Member of the Ohio House of Representatives from the 33rd district
- In office January 7, 2019 – December 31, 2022
- Preceded by: Alicia Reece
- Succeeded by: Tavia Galonski

Personal details
- Born: December 10, 1987 (age 38)
- Party: Democratic
- Alma mater: University of Cincinnati (BA)
- Occupation: Non-profit executive

= Sedrick Denson =

American politician (born 1987)

Sedrick A. Denson (born December 10, 1987) is an American politician who served as the state representative for the 26th district of the Ohio House of Representatives. He is a Democrat.

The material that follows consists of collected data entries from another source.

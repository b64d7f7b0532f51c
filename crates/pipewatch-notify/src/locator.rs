//! Locates the message already tracking a pipeline execution.

use anyhow::Result;

use crate::fragments::ChannelMessage;
use crate::transport::ChatTransport;

/// True when any attachment footer equals `execution_id` exactly.
pub fn message_matches_execution(message: &ChannelMessage, execution_id: &str) -> bool {
    message
        .fragments
        .iter()
        .any(|fragment| fragment.footer.as_deref() == Some(execution_id))
}

pub async fn locate_execution_message(
    transport: &dyn ChatTransport,
    channel_id: &str,
    execution_id: &str,
) -> Result<Option<ChannelMessage>> {
    let predicate =
        |message: &ChannelMessage| message_matches_execution(message, execution_id);
    transport.find_message(channel_id, &predicate).await
}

His district consisted of portions of Hamilton County, Ohio.

==Ohio House of Representatives==
===Election===
Denson was elected in the general election on November 6, 2018, winning 75 percent of the vote over 25 percent of Republican candidate Judith Boyce.

===Committees===
Denson serves on the following committees: Energy and Natural Resources, Ways and Means, Financial Institutions, and Public Utilities.

===Resignation===
Denson resigned from the Ohio House in August 2025 in order to pursue other opportunities.

==Election history==

Ohio House 33rd District
| Year |  | Democrat | Votes | Pct |  | Republican | Votes | Pct |
|---|---|---|---|---|---|---|---|---|
| 2018 |  | Sedrick Denson | 34,011 | 75.73% |  | Judith Boyce | 10,899 | 24.27% |
| 2020 |  | Sedrick Denson | 41,500 | 74.9% |  | Mary Hill | 13,901 | 25.1% |

==Personal life==
Denson pleaded guilty to operating a motor vehicle while impaired in April 2019.